- [EXERCISE PROMPT]: From the line containing "self.writes.load(Ordering::SeqCst)" down to the line containing "subscribers accepted it." in the records below, reproduce every line exactly, ends included, and omit all others.
################
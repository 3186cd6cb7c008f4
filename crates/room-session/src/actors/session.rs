//! `SessionActor` - drives one room session on a single task.
//!
//! The actor loop multiplexes four sources with `tokio::select!`:
//!
//! 1. the cancellation token (immediate teardown)
//! 2. the command mailbox (`SessionActorHandle` requests)
//! 3. the notification queue fed by collaborators
//! 4. the tick interval (discovery, keepalive, retry timers)
//!
//! Because all four are handled on the same task, the controller needs no
//! locking. The monotonic clock is read from `tokio::time` so tests can run
//! with paused time.

use super::messages::SessionMessage;
use crate::collaborators::{Collaborators, EventSink, SessionEvent};
use crate::config::Config;
use crate::controller::{SessionController, SessionStatus};
use crate::errors::SessionError;

use std::time::{Duration, Instant};
use tokio::sync::{mpsc, oneshot};
use tokio::task::JoinHandle;
use tokio::time::MissedTickBehavior;
use tokio_util::sync::CancellationToken;
use tracing::{debug, info, instrument};

/// Mailbox capacity for actor commands.
const SESSION_CHANNEL_BUFFER: usize = 64;

/// Handle to a running `SessionActor`.
///
/// Cheap to clone. All request methods resolve once the actor has processed
/// the request.
#[derive(Clone, Debug)]
pub struct SessionActorHandle {
    sender: mpsc::Sender<SessionMessage>,
    cancel_token: CancellationToken,
}

impl SessionActorHandle {
    /// Build the session, subscribe to collaborators and spawn the actor.
    ///
    /// Must be called from within a tokio runtime.
    ///
    /// # Errors
    ///
    /// Returns `SessionError::MissingCollaborator` if the directory client is
    /// absent. The actor is not spawned and no subscription outlives the call.
    pub fn spawn(
        config: Config,
        collaborators: Collaborators,
    ) -> Result<(Self, JoinHandle<()>), SessionError> {
        Self::spawn_with_token(config, collaborators, CancellationToken::new())
    }

    /// Like [`Self::spawn`], cancelled together with `cancel_token`.
    ///
    /// # Errors
    ///
    /// See [`Self::spawn`].
    pub fn spawn_with_token(
        config: Config,
        collaborators: Collaborators,
        cancel_token: CancellationToken,
    ) -> Result<(Self, JoinHandle<()>), SessionError> {
        let (sink, events) = EventSink::channel();
        let controller = SessionController::new(&config, collaborators, &sink)?;
        // Collaborators hold their own clones; the queue closes once they all
        // unsubscribe.
        drop(sink);

        let (sender, receiver) = mpsc::channel(SESSION_CHANNEL_BUFFER);
        let actor = SessionActor {
            peer_id: config.peer_id.clone(),
            controller,
            receiver,
            events,
            events_open: true,
            cancel_token: cancel_token.clone(),
            tick_interval: config.tick_interval,
        };

        let task = tokio::spawn(actor.run());

        Ok((
            Self {
                sender,
                cancel_token,
            },
            task,
        ))
    }

    /// Get the current session status.
    pub async fn status(&self) -> Result<SessionStatus, SessionError> {
        self.request(|respond_to| SessionMessage::GetStatus { respond_to })
            .await
    }

    /// Force room creation. Returns `false` for clients or when joined.
    pub async fn create_room(&self) -> Result<bool, SessionError> {
        self.request(|respond_to| SessionMessage::CreateRoom { respond_to })
            .await
    }

    /// Flip host avatar visibility. `None` for clients.
    pub async fn toggle_host_avatar(&self) -> Result<Option<bool>, SessionError> {
        self.request(|respond_to| SessionMessage::ToggleHostAvatar { respond_to })
            .await
    }

    /// Change the voice relay policy.
    pub async fn set_voice_enabled(&self, enabled: bool) -> Result<(), SessionError> {
        self.request(|respond_to| SessionMessage::SetVoiceEnabled {
            enabled,
            respond_to,
        })
        .await
    }

    /// Tear the session down and wait for the actor to acknowledge.
    pub async fn shutdown(&self) -> Result<(), SessionError> {
        self.request(|respond_to| SessionMessage::Shutdown { respond_to })
            .await
    }

    /// Cancel the actor (immediate teardown, no acknowledgement).
    pub fn cancel(&self) {
        self.cancel_token.cancel();
    }

    /// Check if the actor is cancelled.
    #[must_use]
    pub fn is_cancelled(&self) -> bool {
        self.cancel_token.is_cancelled()
    }

    async fn request<T>(
        &self,
        message: impl FnOnce(oneshot::Sender<T>) -> SessionMessage,
    ) -> Result<T, SessionError> {
        let (tx, rx) = oneshot::channel();
        self.sender
            .send(message(tx))
            .await
            .map_err(|e| SessionError::ActorUnavailable(format!("channel send failed: {e}")))?;

        rx.await
            .map_err(|e| SessionError::ActorUnavailable(format!("response receive failed: {e}")))
    }
}

/// The `SessionActor` implementation.
pub struct SessionActor {
    peer_id: String,
    controller: SessionController,
    receiver: mpsc::Receiver<SessionMessage>,
    events: mpsc::UnboundedReceiver<SessionEvent>,
    events_open: bool,
    cancel_token: CancellationToken,
    tick_interval: Duration,
}

impl SessionActor {
    /// Run the actor loop until cancelled, shut down, or orphaned.
    #[instrument(skip_all, name = "room.actor.session", fields(peer_id = %self.peer_id))]
    async fn run(mut self) {
        info!(
            target: "room.session.actor",
            peer_id = %self.peer_id,
            role = %self.controller.role(),
            "SessionActor started"
        );

        self.controller.start(now());

        let mut ticker = tokio::time::interval(self.tick_interval);
        ticker.set_missed_tick_behavior(MissedTickBehavior::Skip);

        loop {
            tokio::select! {
                () = self.cancel_token.cancelled() => {
                    info!(
                        target: "room.session.actor",
                        peer_id = %self.peer_id,
                        "SessionActor received cancellation signal"
                    );
                    break;
                }

                msg = self.receiver.recv() => {
                    match msg {
                        Some(message) => {
                            if !self.handle_message(message) {
                                break;
                            }
                        }
                        None => {
                            info!(
                                target: "room.session.actor",
                                peer_id = %self.peer_id,
                                "SessionActor channel closed, exiting"
                            );
                            break;
                        }
                    }
                }

                event = self.events.recv(), if self.events_open => {
                    match event {
                        Some(event) => self.controller.handle_event(event, now()),
                        None => {
                            debug!(
                                target: "room.session.actor",
                                "All notification sources released the queue"
                            );
                            self.events_open = false;
                        }
                    }
                }

                _ = ticker.tick() => {
                    self.controller.tick(now());
                }
            }
        }

        self.controller.teardown();
        info!(
            target: "room.session.actor",
            peer_id = %self.peer_id,
            "SessionActor stopped"
        );
    }

    /// Handle one command. Returns `false` when the actor should stop.
    fn handle_message(&mut self, message: SessionMessage) -> bool {
        match message {
            SessionMessage::GetStatus { respond_to } => {
                let _ = respond_to.send(self.controller.status());
            }

            SessionMessage::CreateRoom { respond_to } => {
                let created = self.controller.create_room(now());
                let _ = respond_to.send(created);
            }

            SessionMessage::ToggleHostAvatar { respond_to } => {
                let _ = respond_to.send(self.controller.toggle_host_avatar());
            }

            SessionMessage::SetVoiceEnabled {
                enabled,
                respond_to,
            } => {
                self.controller.set_voice_enabled(enabled);
                let _ = respond_to.send(());
            }

            SessionMessage::Shutdown { respond_to } => {
                self.controller.teardown();
                let _ = respond_to.send(());
                return false;
            }
        }
        true
    }
}

fn now() -> Instant {
    tokio::time::Instant::now().into_std()
}
//! Mock voice relay and peer connections.

use crate::registry::{lock, SinkRegistry};
use room_session::collaborators::{
    ConnectionId, EventSink, NotificationSource, PeerConnection, SessionEvent, SubscriptionId,
    VoiceRelay,
};
use std::sync::atomic::{AtomicUsize, Ordering};
use std::sync::{Arc, Mutex};

/// Peer connection that remembers the last `set_active` value.
#[derive(Debug)]
pub struct MockPeerConnection {
    id: ConnectionId,
    active: Mutex<Option<bool>>,
    writes: AtomicUsize,
}

impl MockPeerConnection {
    #[must_use]
    pub fn new(id: u64) -> Arc<Self> {
        Arc::new(Self {
            id: ConnectionId(id),
            active: Mutex::new(None),
            writes: AtomicUsize::new(0),
        })
    }

    /// Last value passed to `set_active`, `None` if never written.
    #[must_use]
    pub fn active(&self) -> Option<bool> {
        *lock(&self.active)
    }

    /// Number of `set_active` calls.
    #[must_use]
    pub fn write_count(&self) -> usize {
        self.writes.load(Ordering::SeqCst)
    }
}

impl PeerConnection for MockPeerConnection {
    fn id(&self) -> ConnectionId {
        self.id
    }

    fn set_active(&self, active: bool) {
        self.writes.fetch_add(1, Ordering::SeqCst);
        *lock(&self.active) = Some(active);
    }
}

/// Voice relay that announces connections on demand.
#[derive(Debug, Default)]
pub struct MockVoiceRelay {
    subscribers: SinkRegistry,
}

impl MockVoiceRelay {
    #[must_use]
    pub fn new() -> Arc<Self> {
        Arc::new(Self::default())
    }

    /// Announce a peer connection. Returns how many subscribers accepted it.
    pub fn connect(&self, connection: &Arc<MockPeerConnection>) -> usize {
        let connection: Arc<dyn PeerConnection> = Arc::clone(connection) as Arc<dyn PeerConnection>;
        self.subscribers
            .emit(|| SessionEvent::PeerConnectionCreated(Arc::clone(&connection)))
    }

    #[must_use]
    pub fn subscriber_count(&self) -> usize {
        self.subscribers.len()
    }
}

impl NotificationSource for MockVoiceRelay {
    fn subscribe(&self, sink: EventSink) -> SubscriptionId {
        self.subscribers.subscribe(sink)
    }

    fn unsubscribe(&self, id: SubscriptionId) {
        self.subscribers.unsubscribe(id);
    }
}

impl VoiceRelay for MockVoiceRelay {}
################
- [RESULT FOR THIS TASK]:
        self.writes.load(Ordering::SeqCst)
    }
}

impl PeerConnection for MockPeerConnection {
    fn id(&self) -> ConnectionId {
        self.id
    }

    fn set_active(&self, active: bool) {
        self.writes.fetch_add(1, Ordering::SeqCst);
        *lock(&self.active) = Some(active);
    }
}

/// Voice relay that announces connections on demand.
#[derive(Debug, Default)]
pub struct MockVoiceRelay {
    subscribers: SinkRegistry,
}

impl MockVoiceRelay {
    #[must_use]
    pub fn new() -> Arc<Self> {
        Arc::new(Self::default())
    }

    /// Announce a peer connection. Returns how many subscribers accepted it.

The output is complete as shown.